Avoiding plagiarism - Citing, referencing and avoiding plagiarism

Success in Academic Writing - Trevor Day 2018

Avoiding plagiarism
Citing, referencing and avoiding plagiarism

You can avoid committing plagiarism by:

✵Reminding yourself exactly what plagiarism is, and why it is important.

✵Writing an assignment that is your own argument.

✵Organising your research, note-taking, planning, drafting, reviewing and editing so that you have enough time to do them well, without taking shortcuts.

✵Weaving the facts and ideas of others into your argument by mentioning, summarising, paraphrasing and quoting, and using the appropriate conventions to cite and reference.

✵Keeping careful track of your sources and how you have used them to inform your argument.

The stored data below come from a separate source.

//! Server module for building the storefront HTTP server
//!
//! `ServerBuilder` turns an [`AppConfig`](crate::config::AppConfig) and a
//! storage backend into an axum `Router` with:
//! - JWT authentication on every request
//! - per route group authorization policies
//! - request tracing and CORS

pub mod builder;
pub mod middleware;
pub mod router;
pub mod state;

pub use builder::ServerBuilder;
pub use middleware::{JwtAuthProvider, authenticate, restrict_to};
pub use router::{build_router, cors_layer};
pub use state::AppState;
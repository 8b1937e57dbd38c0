//! `/orders` routes: checkout, order history and status changes

use crate::core::auth::{AuthPolicy, Principal};
use crate::core::error::{ShopError, ShopResult};
use crate::core::extractors::{CurrentPrincipal, EntityId, QueryParams, ValidJson};
use crate::core::query::{OrderQuery, PaginatedResponse};
use crate::entities::{
    Order, OrderDraft, OrderLine, ShippingAddress, StatusChange, StatusUpdate,
};
use crate::server::middleware::restrict_to;
use crate::server::state::AppState;
use axum::extract::State;
use axum::http::StatusCode;
use axum::routing::{get, post, put};
use axum::{Json, Router};
use serde::Deserialize;
use uuid::Uuid;
use validator::Validate;

/// Checkout payload
///
/// Any price fields a client sends are ignored; totals come from the
/// current product records.
#[derive(Debug, Deserialize, Validate)]
#[serde(rename_all = "camelCase")]
pub struct PlaceOrderRequest {
    #[serde(default)]
    #[validate(nested)]
    pub order_items: Vec<OrderLine>,
    #[validate(nested)]
    pub shipping_address: ShippingAddress,
    #[validate(length(min = 1, max = 50))]
    pub payment_method: String,
}

#[derive(Debug, Deserialize, Validate)]
#[serde(rename_all = "camelCase")]
pub struct StatusRequest {
    #[serde(flatten)]
    pub update: StatusUpdate,
}

pub fn routes() -> Router<AppState> {
    let customer = restrict_to(
        Router::new()
            .route("/", post(place_order))
            .route("/mine", get(my_orders))
            .route("/{id}/cancel", put(cancel_order)),
        AuthPolicy::CustomerOnly,
    );

    let authenticated = restrict_to(
        Router::new().route("/{id}", get(get_order)),
        AuthPolicy::Authenticated,
    );

    let admin = restrict_to(
        Router::new()
            .route("/", get(list_orders))
            .route("/{id}/status", put(update_status)),
        AuthPolicy::AdminOnly,
    );

    customer.merge(authenticated).merge(admin)
}

async fn place_order(
    State(state): State<AppState>,
    CurrentPrincipal(principal): CurrentPrincipal,
    ValidJson(body): ValidJson<PlaceOrderRequest>,
) -> ShopResult<(StatusCode, Json<Order>)> {
    let draft = OrderDraft {
        user_id: principal.id,
        lines: body.order_items,
        shipping_address: body.shipping_address,
        payment_method: body.payment_method,
    };
    let order = state.repos.commerce.place_order(draft, state.pricing).await?;
    Ok((StatusCode::CREATED, Json(order)))
}

async fn my_orders(
    State(state): State<AppState>,
    CurrentPrincipal(principal): CurrentPrincipal,
) -> ShopResult<Json<Vec<Order>>> {
    let orders = state
        .repos
        .orders
        .search("userId", &principal.id.to_string())
        .await?;
    Ok(Json(orders))
}

/// Load an order the principal may see; other customers get 404
async fn visible_order(state: &AppState, principal: &Principal, id: Uuid) -> ShopResult<Order> {
    state
        .repos
        .orders
        .get(&id)
        .await?
        .filter(|o| principal.role.is_staff() || o.user_id == principal.id)
        .ok_or_else(|| ShopError::not_found("order", id))
}

async fn get_order(
    State(state): State<AppState>,
    EntityId(id): EntityId,
    CurrentPrincipal(principal): CurrentPrincipal,
) -> ShopResult<Json<Order>> {
    Ok(Json(visible_order(&state, &principal, id).await?))
}

async fn cancel_order(
    State(state): State<AppState>,
    EntityId(id): EntityId,
    CurrentPrincipal(principal): CurrentPrincipal,
) -> ShopResult<Json<Order>> {
    let order = state
        .repos
        .commerce
        .change_order_status(&id, StatusChange::customer_cancel(principal.id))
        .await?;
    Ok(Json(order))
}

async fn list_orders(
    State(state): State<AppState>,
    QueryParams(query): QueryParams<OrderQuery>,
) -> ShopResult<Json<PaginatedResponse<Order>>> {
    let orders: Vec<Order> = state
        .repos
        .orders
        .list()
        .await?
        .into_iter()
        .filter(|o| query.matches(o))
        .collect();
    Ok(Json(query.page_request().apply(orders)))
}

async fn update_status(
    State(state): State<AppState>,
    EntityId(id): EntityId,
    ValidJson(body): ValidJson<StatusRequest>,
) -> ShopResult<Json<Order>> {
    let order = state
        .repos
        .commerce
        .change_order_status(&id, StatusChange::admin(body.update))
        .await?;
    Ok(Json(order))
}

Managing information from sources is a case of keeping a sound ’audit trail’:

1Keep a full bibliographic record for each source you wish to use (authors, date, publication title, publisher, and so on). If you don’t, it is very annoying and time-consuming to gather this information later. It is also helpful to make a short note of how you tracked down the source (see Chapters 4 and 11).

2Keep your bibliographic records in an electronic database (perhaps using reference management software such as Endnote or Mendeley), or in a card index, along with any notes you have made about the reference source.

3Never copy and paste chunks of source text into your plan or draft for an assignment, thinking that you can later ’tweak it’ and make it your own.

4If you ever copy and paste material from a source, and decide to add it to your background notes for an assignment, put quotation marks around the copied material along with a full citation that includes the page number. This way you will know that the words are not your own and you can locate, and if necessary report, exactly where they came from. If you have copied and pasted from a web resource, record full details including the webpage’s address (URL), the relevant section name, number, or both, and the date you accessed the resource.

5If a source is key to an assignment (and you are not infringing copyright by keeping a personal copy), photocopy it or print it out. You can now interact with your paper copy, underlining or highlighting key parts, adding notes or questions in the margins, using numbers, letters or some other system to cross-reference between parts of the original and your notes. Alternatively, you could

perform similar actions with an electronic copy of the source and makes notes in database entries within reference management software such as Endnote or Mendeley (see Section 11.3).

6When making notes from sources, and then planning an assignment, devise a system to distinguish your own ideas from those of others. You can do this by writing your original ideas in a different colour, or highlighting or distinguishing them in some other way.

Avoid using the wrong kind of shortcut

Some students, lacking confidence in their own writing, think that the quickest way to write well is to copy and paste from sources, and then tweak the copy, by changing verbs and moving parts of the sentence around. This is not the way to improve your writing. Not only is it plagiarism, but you are not improving your writing ’from the ground up’. Instead, seek to understand what the source material is saying in relation to your argument, jot down key words and ideas in your own words, then put the source material away and write down what you want to say in your own words. Your writing may not be as well expressed as the source material, but it will be your own writing, which you can improve through checking and editing. As you progress through your degree, your writing will develop and your confidence will grow, along with knowing that what you write is a unique expression of you - your own voice.